WHAT IS EXPECTED —
From the first line to the last, give the records again exactly.

PROVIDED MATERIAL —
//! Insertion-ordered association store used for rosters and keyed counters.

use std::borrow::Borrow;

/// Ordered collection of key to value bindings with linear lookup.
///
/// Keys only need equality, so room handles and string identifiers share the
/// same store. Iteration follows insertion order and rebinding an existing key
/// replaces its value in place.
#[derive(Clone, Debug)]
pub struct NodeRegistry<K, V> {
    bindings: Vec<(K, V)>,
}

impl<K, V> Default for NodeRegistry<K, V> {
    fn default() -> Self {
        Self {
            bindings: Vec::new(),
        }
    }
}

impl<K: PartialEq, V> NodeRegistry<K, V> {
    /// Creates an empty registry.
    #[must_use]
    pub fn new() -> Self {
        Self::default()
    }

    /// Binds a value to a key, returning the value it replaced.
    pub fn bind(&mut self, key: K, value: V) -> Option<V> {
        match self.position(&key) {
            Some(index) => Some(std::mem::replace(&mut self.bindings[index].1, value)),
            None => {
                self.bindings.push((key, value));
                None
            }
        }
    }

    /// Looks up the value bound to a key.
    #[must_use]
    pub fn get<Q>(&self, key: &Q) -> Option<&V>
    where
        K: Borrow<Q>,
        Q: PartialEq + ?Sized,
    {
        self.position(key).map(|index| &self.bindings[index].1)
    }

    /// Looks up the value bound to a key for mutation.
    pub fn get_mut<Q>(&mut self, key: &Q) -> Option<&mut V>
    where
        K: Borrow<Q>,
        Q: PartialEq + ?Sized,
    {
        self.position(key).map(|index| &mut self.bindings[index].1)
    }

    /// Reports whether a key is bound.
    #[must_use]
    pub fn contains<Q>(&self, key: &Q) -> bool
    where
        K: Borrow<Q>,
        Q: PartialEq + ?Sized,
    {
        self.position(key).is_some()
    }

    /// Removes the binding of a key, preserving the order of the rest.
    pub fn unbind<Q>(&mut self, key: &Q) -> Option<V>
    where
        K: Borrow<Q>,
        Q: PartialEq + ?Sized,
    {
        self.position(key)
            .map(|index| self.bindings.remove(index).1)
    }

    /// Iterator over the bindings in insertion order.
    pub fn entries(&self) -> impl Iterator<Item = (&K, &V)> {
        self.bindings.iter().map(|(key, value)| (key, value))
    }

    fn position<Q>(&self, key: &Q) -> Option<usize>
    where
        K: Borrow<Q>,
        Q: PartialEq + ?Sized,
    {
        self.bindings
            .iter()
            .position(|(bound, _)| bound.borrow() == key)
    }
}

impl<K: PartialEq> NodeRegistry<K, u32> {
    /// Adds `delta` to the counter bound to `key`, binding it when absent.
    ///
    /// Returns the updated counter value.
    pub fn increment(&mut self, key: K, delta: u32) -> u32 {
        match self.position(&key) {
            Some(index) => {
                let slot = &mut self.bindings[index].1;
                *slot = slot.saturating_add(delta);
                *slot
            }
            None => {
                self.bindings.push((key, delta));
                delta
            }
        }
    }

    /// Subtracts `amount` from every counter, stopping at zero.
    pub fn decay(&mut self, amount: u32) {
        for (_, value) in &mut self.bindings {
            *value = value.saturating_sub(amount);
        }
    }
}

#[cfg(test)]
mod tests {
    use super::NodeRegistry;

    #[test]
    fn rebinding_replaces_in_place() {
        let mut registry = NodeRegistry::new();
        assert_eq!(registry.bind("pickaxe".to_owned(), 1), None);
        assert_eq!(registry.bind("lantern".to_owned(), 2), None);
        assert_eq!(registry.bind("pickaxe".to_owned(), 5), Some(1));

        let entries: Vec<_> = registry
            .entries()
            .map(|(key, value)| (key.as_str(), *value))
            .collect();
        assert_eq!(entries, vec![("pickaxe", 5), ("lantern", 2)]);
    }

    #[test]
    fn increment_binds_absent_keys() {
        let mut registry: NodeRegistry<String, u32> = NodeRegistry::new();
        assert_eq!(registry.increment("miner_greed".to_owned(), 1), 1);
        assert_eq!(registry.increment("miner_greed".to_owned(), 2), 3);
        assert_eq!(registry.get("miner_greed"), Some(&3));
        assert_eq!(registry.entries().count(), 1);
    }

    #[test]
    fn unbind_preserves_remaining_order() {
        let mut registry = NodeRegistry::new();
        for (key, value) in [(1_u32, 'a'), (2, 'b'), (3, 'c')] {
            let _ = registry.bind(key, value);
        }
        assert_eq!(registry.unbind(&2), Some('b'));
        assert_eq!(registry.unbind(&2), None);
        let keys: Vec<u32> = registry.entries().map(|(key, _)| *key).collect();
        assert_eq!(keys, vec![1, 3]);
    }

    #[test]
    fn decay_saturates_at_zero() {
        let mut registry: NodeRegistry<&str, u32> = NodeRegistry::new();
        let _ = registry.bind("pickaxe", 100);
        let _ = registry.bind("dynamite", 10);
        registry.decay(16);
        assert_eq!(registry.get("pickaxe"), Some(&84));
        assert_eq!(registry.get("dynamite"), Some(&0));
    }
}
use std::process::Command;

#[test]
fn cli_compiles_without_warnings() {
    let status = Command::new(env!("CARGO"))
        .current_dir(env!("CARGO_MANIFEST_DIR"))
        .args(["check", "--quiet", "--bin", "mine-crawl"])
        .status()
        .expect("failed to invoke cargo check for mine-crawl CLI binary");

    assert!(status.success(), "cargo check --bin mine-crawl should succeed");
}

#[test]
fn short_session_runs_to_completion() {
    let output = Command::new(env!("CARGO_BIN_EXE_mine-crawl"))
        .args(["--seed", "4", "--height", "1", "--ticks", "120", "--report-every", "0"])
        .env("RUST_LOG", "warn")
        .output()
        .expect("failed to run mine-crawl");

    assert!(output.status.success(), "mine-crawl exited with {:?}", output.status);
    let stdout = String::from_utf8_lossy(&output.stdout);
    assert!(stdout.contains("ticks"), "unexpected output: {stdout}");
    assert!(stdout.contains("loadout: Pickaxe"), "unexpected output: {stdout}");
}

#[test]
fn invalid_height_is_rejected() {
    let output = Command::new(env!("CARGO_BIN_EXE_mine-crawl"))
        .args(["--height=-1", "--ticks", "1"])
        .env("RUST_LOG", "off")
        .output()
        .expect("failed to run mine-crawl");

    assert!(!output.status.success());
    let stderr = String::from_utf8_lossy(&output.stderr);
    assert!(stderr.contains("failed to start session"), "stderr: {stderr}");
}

SOLUTION BELOW —
//! Insertion-ordered association store used for rosters and keyed counters.

use std::borrow::Borrow;

/// Ordered collection of key to value bindings with linear lookup.
///
/// Keys only need equality, so room handles and string identifiers share the
/// same store. Iteration follows insertion order and rebinding an existing key
/// replaces its value in place.
#[derive(Clone, Debug)]
pub struct NodeRegistry<K, V> {
    bindings: Vec<(K, V)>,
}

impl<K, V> Default for NodeRegistry<K, V> {
    fn default() -> Self {
        Self {
            bindings: Vec::new(),
        }
    }
}

impl<K: PartialEq, V> NodeRegistry<K, V> {
    /// Creates an empty registry.
    #[must_use]
    pub fn new() -> Self {
        Self::default()
    }

    /// Binds a value to a key, returning the value it replaced.
    pub fn bind(&mut self, key: K, value: V) -> Option<V> {
        match self.position(&key) {
            Some(index) => Some(std::mem::replace(&mut self.bindings[index].1, value)),
            None => {
                self.bindings.push((key, value));
                None
            }
        }
    }

    /// Looks up the value bound to a key.
    #[must_use]
    pub fn get<Q>(&self, key: &Q) -> Option<&V>
    where
        K: Borrow<Q>,
        Q: PartialEq + ?Sized,
    {
        self.position(key).map(|index| &self.bindings[index].1)
    }

    /// Looks up the value bound to a key for mutation.
    pub fn get_mut<Q>(&mut self, key: &Q) -> Option<&mut V>
    where
        K: Borrow<Q>,
        Q: PartialEq + ?Sized,
    {
        self.position(key).map(|index| &mut self.bindings[index].1)
    }

    /// Reports whether a key is bound.
    #[must_use]
    pub fn contains<Q>(&self, key: &Q) -> bool
    where
        K: Borrow<Q>,
        Q: PartialEq + ?Sized,
    {
        self.position(key).is_some()
    }

    /// Removes the binding of a key, preserving the order of the rest.
    pub fn unbind<Q>(&mut self, key: &Q) -> Option<V>
    where
        K: Borrow<Q>,
        Q: PartialEq + ?Sized,
    {
        self.position(key)
            .map(|index| self.bindings.remove(index).1)
    }

    /// Iterator over the bindings in insertion order.
    pub fn entries(&self) -> impl Iterator<Item = (&K, &V)> {
        self.bindings.iter().map(|(key, value)| (key, value))
    }

    fn position<Q>(&self, key: &Q) -> Option<usize>
    where
        K: Borrow<Q>,
        Q: PartialEq + ?Sized,
    {
        self.bindings
            .iter()
            .position(|(bound, _)| bound.borrow() == key)
    }
}

impl<K: PartialEq> NodeRegistry<K, u32> {
    /// Adds `delta` to the counter bound to `key`, binding it when absent.
    ///
    /// Returns the updated counter value.
    pub fn increment(&mut self, key: K, delta: u32) -> u32 {
        match self.position(&key) {
            Some(index) => {
                let slot = &mut self.bindings[index].1;
                *slot = slot.saturating_add(delta);
                *slot
            }
            None => {
                self.bindings.push((key, delta));
                delta
            }
        }
    }

    /// Subtracts `amount` from every counter, stopping at zero.
    pub fn decay(&mut self, amount: u32) {
        for (_, value) in &mut self.bindings {
            *value = value.saturating_sub(amount);
        }
    }
}

#[cfg(test)]
mod tests {
    use super::NodeRegistry;

    #[test]
    fn rebinding_replaces_in_place() {
        let mut registry = NodeRegistry::new();
        assert_eq!(registry.bind("pickaxe".to_owned(), 1), None);
        assert_eq!(registry.bind("lantern".to_owned(), 2), None);
        assert_eq!(registry.bind("pickaxe".to_owned(), 5), Some(1));

        let entries: Vec<_> = registry
            .entries()
            .map(|(key, value)| (key.as_str(), *value))
            .collect();
        assert_eq!(entries, vec![("pickaxe", 5), ("lantern", 2)]);
    }

    #[test]
    fn increment_binds_absent_keys() {
        let mut registry: NodeRegistry<String, u32> = NodeRegistry::new();
        assert_eq!(registry.increment("miner_greed".to_owned(), 1), 1);
        assert_eq!(registry.increment("miner_greed".to_owned(), 2), 3);
        assert_eq!(registry.get("miner_greed"), Some(&3));
        assert_eq!(registry.entries().count(), 1);
    }

    #[test]
    fn unbind_preserves_remaining_order() {
        let mut registry = NodeRegistry::new();
        for (key, value) in [(1_u32, 'a'), (2, 'b'), (3, 'c')] {
            let _ = registry.bind(key, value);
        }
        assert_eq!(registry.unbind(&2), Some('b'));
        assert_eq!(registry.unbind(&2), None);
        let keys: Vec<u32> = registry.entries().map(|(key, _)| *key).collect();
        assert_eq!(keys, vec![1, 3]);
    }

    #[test]
    fn decay_saturates_at_zero() {
        let mut registry: NodeRegistry<&str, u32> = NodeRegistry::new();
        let _ = registry.bind("pickaxe", 100);
        let _ = registry.bind("dynamite", 10);
        registry.decay(16);
        assert_eq!(registry.get("pickaxe"), Some(&84));
        assert_eq!(registry.get("dynamite"), Some(&0));
    }
}
use std::process::Command;

#[test]
fn cli_compiles_without_warnings() {
    let status = Command::new(env!("CARGO"))
        .current_dir(env!("CARGO_MANIFEST_DIR"))
        .args(["check", "--quiet", "--bin", "mine-crawl"])
        .status()
        .expect("failed to invoke cargo check for mine-crawl CLI binary");

    assert!(status.success(), "cargo check --bin mine-crawl should succeed");
}

#[test]
fn short_session_runs_to_completion() {
    let output = Command::new(env!("CARGO_BIN_EXE_mine-crawl"))
        .args(["--seed", "4", "--height", "1", "--ticks", "120", "--report-every", "0"])
        .env("RUST_LOG", "warn")
        .output()
        .expect("failed to run mine-crawl");

    assert!(output.status.success(), "mine-crawl exited with {:?}", output.status);
    let stdout = String::from_utf8_lossy(&output.stdout);
    assert!(stdout.contains("ticks"), "unexpected output: {stdout}");
    assert!(stdout.contains("loadout: Pickaxe"), "unexpected output: {stdout}");
}

#[test]
fn invalid_height_is_rejected() {
    let output = Command::new(env!("CARGO_BIN_EXE_mine-crawl"))
        .args(["--height=-1", "--ticks", "1"])
        .env("RUST_LOG", "off")
        .output()
        .expect("failed to run mine-crawl");

    assert!(!output.status.success());
    let stderr = String::from_utf8_lossy(&output.stderr);
    assert!(stderr.contains("failed to start session"), "stderr: {stderr}");
}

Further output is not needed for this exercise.